Puritan Board Freshman
So...something I found out that is being peddled around is a notion of intergenerational trauma. Allegedly, since stress affects the body it also affects the genes somehow. It's supposedly passed on which is supposed to explain why kids and minorities behave the way they do.
Any thoughts, especially @Eyedoc84 and @Nate ? It sounds ludicrous like a mixture of Lamarkism and Eugenic ideas.
Parents pass on bad habits, feelings and behaviors not through genes but through how their live their lives.
 

83r17h

Puritan Board Freshman
It's a legitimate question since I have never seen nor read it. I only saw the trailer a few days ago.

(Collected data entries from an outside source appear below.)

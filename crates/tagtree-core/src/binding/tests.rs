use std::cell::RefCell;
use std::rc::Rc;

use super::dispatch::select;
use super::{Binding, Updater};
use crate::config::EngineConfig;
use crate::dom::{Document, Event, EventListener, Handle};
use crate::engine::Engine;
use crate::error::TagtreeError;
use crate::value::{NodeRef, Value};

fn setup(tag: &str) -> (Engine, Handle) {
    let engine = Engine::new(Document::new());
    let node = engine.document().create_element(tag);
    (engine, node)
}

fn bind(node: &Handle, updater: Updater) -> Binding {
    Binding::new(node.clone(), updater)
}

#[test]
fn test_select_prefixes() {
    let (_, input) = setup("input");
    let config = EngineConfig::default();

    assert_eq!(
        select(&input, "?checked", false, &config).unwrap(),
        Updater::Toggle {
            name: "checked".into()
        }
    );
    assert_eq!(
        select(&input, "@change", false, &config).unwrap(),
        Updater::Listener {
            event: "change".into()
        }
    );
    assert_eq!(
        select(&input, ".value", false, &config).unwrap(),
        Updater::Property {
            name: "value".into(),
            expando: false,
        }
    );
}

#[test]
fn test_select_reflected_and_handler_names() {
    let (_, button) = setup("button");
    let config = EngineConfig::default();

    assert_eq!(
        select(&button, "id", false, &config).unwrap(),
        Updater::Reflect { name: "id".into() }
    );
    assert_eq!(
        select(&button, "onclick", false, &config).unwrap(),
        Updater::Handler {
            name: "onclick".into()
        }
    );
    assert_eq!(
        select(&button, "x-label", false, &config).unwrap(),
        Updater::Attribute {
            name: "x-label".into()
        }
    );
}

#[test]
fn test_select_svg_context_skips_special_names() {
    let (_, g) = setup("g");
    let config = EngineConfig::default();

    assert_eq!(
        select(&g, "style", true, &config).unwrap(),
        Updater::Attribute {
            name: "style".into()
        }
    );
    assert_eq!(select(&g, "ref", true, &config).unwrap(), Updater::Ref);
    assert_eq!(
        select(&g, "?hidden", true, &config).unwrap(),
        Updater::Toggle {
            name: "hidden".into()
        }
    );
}

#[test]
fn test_updater_kind_and_name() {
    let updater = Updater::Listener {
        event: "click".into(),
    };
    assert_eq!(updater.kind(), "listener");
    assert_eq!(updater.name(), Some("click"));
    assert_eq!(Updater::Content.name(), None);
}

#[test]
fn test_attribute_null_and_undefined_remove() {
    let (engine, div) = setup("div");
    let mut binding = bind(&div, Updater::Attribute { name: "title".into() });

    binding.apply(&engine, &Value::from("hello")).unwrap();
    assert_eq!(div.get_attribute("title").as_deref(), Some("hello"));

    binding.apply(&engine, &Value::Null).unwrap();
    assert!(!div.has_attribute("title"));

    binding.apply(&engine, &Value::from(3)).unwrap();
    assert_eq!(div.get_attribute("title").as_deref(), Some("3"));

    binding.apply(&engine, &Value::Undefined).unwrap();
    assert!(!div.has_attribute("title"));
}

#[test]
fn test_unchanged_value_skips_write() {
    let (engine, div) = setup("div");
    let mut binding = bind(&div, Updater::Attribute { name: "title".into() });

    binding.apply(&engine, &Value::from("same")).unwrap();
    let before = engine.document().stats();
    binding.apply(&engine, &Value::from("same")).unwrap();

    assert!(engine.document().stats().since(&before).is_quiet());
}

#[test]
fn test_attribute_rejects_maps() {
    let (engine, div) = setup("div");
    let mut binding = bind(&div, Updater::Attribute { name: "title".into() });

    let err = binding
        .apply(&engine, &Value::map([("a", 1)]))
        .unwrap_err();
    assert!(matches!(
        err,
        TagtreeError::InvalidBindingValue {
            binding: "attribute",
            found: "map"
        }
    ));
}

#[test]
fn test_toggle_follows_truthiness() {
    let (engine, input) = setup("input");
    let mut binding = bind(&input, Updater::Toggle { name: "disabled".into() });

    binding.apply(&engine, &Value::from(1)).unwrap();
    assert!(input.has_attribute("disabled"));
    binding.apply(&engine, &Value::from("")).unwrap();
    assert!(!input.has_attribute("disabled"));
    binding.apply(&engine, &Value::from("yes")).unwrap();
    assert!(input.has_attribute("disabled"));
    binding.apply(&engine, &Value::Null).unwrap();
    assert!(!input.has_attribute("disabled"));
}

#[test]
fn test_class_accepts_lists_and_maps() {
    let (engine, div) = setup("div");
    let mut binding = bind(&div, Updater::Class);

    binding
        .apply(&engine, &Value::list([Value::from("a"), Value::Null, Value::from("b")]))
        .unwrap();
    assert_eq!(div.get_attribute("class").as_deref(), Some("a b"));

    binding
        .apply(
            &engine,
            &Value::map([("active", Value::Bool(true)), ("hidden", Value::Bool(false))]),
        )
        .unwrap();
    assert_eq!(div.get_attribute("class").as_deref(), Some("active"));

    binding.apply(&engine, &Value::Null).unwrap();
    assert!(!div.has_attribute("class"));
}

#[test]
fn test_style_map_skips_nullish_declarations() {
    let (engine, div) = setup("div");
    let mut binding = bind(&div, Updater::Style);

    binding
        .apply(
            &engine,
            &Value::map([
                ("color", Value::from("red")),
                ("margin", Value::Null),
                ("opacity", Value::from(0.5)),
            ]),
        )
        .unwrap();
    assert_eq!(
        div.get_attribute("style").as_deref(),
        Some("color: red; opacity: 0.5;")
    );
}

#[test]
fn test_aria_map_removes_stale_keys() {
    let (engine, div) = setup("div");
    let mut binding = bind(&div, Updater::Aria);

    binding
        .apply(
            &engine,
            &Value::map([("role", Value::from("button")), ("Label", Value::from("Go"))]),
        )
        .unwrap();
    assert_eq!(div.get_attribute("role").as_deref(), Some("button"));
    assert_eq!(div.get_attribute("aria-label").as_deref(), Some("Go"));

    binding
        .apply(&engine, &Value::map([("role", Value::from("link"))]))
        .unwrap();
    assert_eq!(div.get_attribute("role").as_deref(), Some("link"));
    assert!(!div.has_attribute("aria-label"));

    binding.apply(&engine, &Value::Null).unwrap();
    assert!(!div.has_attribute("role"));
}

#[test]
fn test_data_keys_are_dash_cased() {
    let (engine, div) = setup("div");
    let mut binding = bind(&div, Updater::Data);

    binding
        .apply(
            &engine,
            &Value::map([("userId", Value::from(7)), ("gone", Value::Null)]),
        )
        .unwrap();

    assert_eq!(div.get_attribute("data-user-id").as_deref(), Some("7"));
    assert!(!div.has_attribute("data-gone"));
}

#[test]
fn test_listener_is_swapped() {
    let (engine, button) = setup("button");
    let log = Rc::new(RefCell::new(Vec::new()));
    let first = {
        let log = Rc::clone(&log);
        EventListener::new(move |_| log.borrow_mut().push("first"))
    };
    let second = {
        let log = Rc::clone(&log);
        EventListener::new(move |_| log.borrow_mut().push("second"))
    };
    let mut binding = bind(&button, Updater::Listener { event: "click".into() });

    binding.apply(&engine, &Value::from(&first)).unwrap();
    button.dispatch_event(Event::new("click"));
    binding.apply(&engine, &Value::from(&second)).unwrap();
    button.dispatch_event(Event::new("click"));
    binding.apply(&engine, &Value::Null).unwrap();
    button.dispatch_event(Event::new("click"));

    assert_eq!(*log.borrow(), vec!["first", "second"]);
    assert_eq!(button.listener_count("click"), 0);
}

#[test]
fn test_listener_rejects_strings() {
    let (engine, button) = setup("button");
    let mut binding = bind(&button, Updater::Listener { event: "click".into() });

    assert!(matches!(
        binding.apply(&engine, &Value::from("handler()")),
        Err(TagtreeError::InvalidBindingValue { .. })
    ));
}

#[test]
fn test_ref_cell_and_callback() {
    let (engine, div) = setup("div");

    let cell = NodeRef::new();
    bind(&div, Updater::Ref)
        .apply(&engine, &Value::from(&cell))
        .unwrap();
    assert_eq!(cell.current(), Some(div.clone()));

    let seen = Rc::new(RefCell::new(None));
    let sink = Rc::clone(&seen);
    let callback = NodeRef::callback(move |node| *sink.borrow_mut() = Some(node.clone()));
    bind(&div, Updater::Ref)
        .apply(&engine, &Value::from(callback))
        .unwrap();
    assert_eq!(*seen.borrow(), Some(div));
}

#[test]
fn test_reflect_null_clears_attribute() {
    let (engine, input) = setup("input");
    let mut binding = bind(&input, Updater::Reflect { name: "title".into() });

    binding.apply(&engine, &Value::from("tip")).unwrap();
    assert_eq!(input.get_attribute("title").as_deref(), Some("tip"));

    binding.apply(&engine, &Value::Null).unwrap();
    assert!(!input.has_attribute("title"));
}

#[test]
fn test_reflect_null_resets_state_property() {
    let (engine, input) = setup("input");
    input.set_attribute("value", "seed").unwrap();
    let mut binding = bind(&input, Updater::Reflect { name: "value".into() });

    binding.apply(&engine, &Value::from("typed")).unwrap();
    assert_eq!(input.property("value"), Some(Value::from("typed")));

    binding.apply(&engine, &Value::Null).unwrap();
    assert!(!input.has_attribute("value"));
    assert_eq!(input.property("value"), Some(Value::from("")));
    assert!(input.is_state_property("value"));
    assert!(!input.is_state_property("title"));
}

#[test]
fn test_text_updater_writes_raw_text() {
    let (engine, textarea) = setup("textarea");
    let mut binding = bind(&textarea, Updater::Text);

    binding.apply(&engine, &Value::from("<b>not markup</b>")).unwrap();
    assert_eq!(textarea.text_content(), "<b>not markup</b>");

    binding.apply(&engine, &Value::Null).unwrap();
    assert_eq!(textarea.text_content(), "");
}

Not sure about the new one. Unless you're a hardcore sci-fi nerd who needs to see it for that reason, you should not watch the old Dune movie. It's gotta be one of the weirdest films I've ever seen (save for 2001 A Space Odyssey, which surpassed Dune in weirdness). Much better: the Dune board game, where you fight wars and get frustrated, and lose badly because someone killed your best general! :lol:

I suppose if you wanted to try and search for intergenerational trauma in Dune, you could find it. But that would be in the book series, not necessarily in the movies. There's these characters that retain memories genetically across different lifetimes and such, which would parallel it.
 

83r17h

Puritan Board Freshman
Casting stones in glass houses are we? :)

I'm definitely a total nerd, and should be made fun of for it :) I think I've seen most of the absolutely terrible "sci-fi classics" movies - enough to qualify me anyways. I'm also a computer scientist, which kinda gives me away. My nerd cred involves the fact that I program in vim. But I've actually pretty much stopped watching most movies now, except every once in awhile I'll watch an older one. Too much nonsense in movies nowadays, too much work to do, and too many books to read!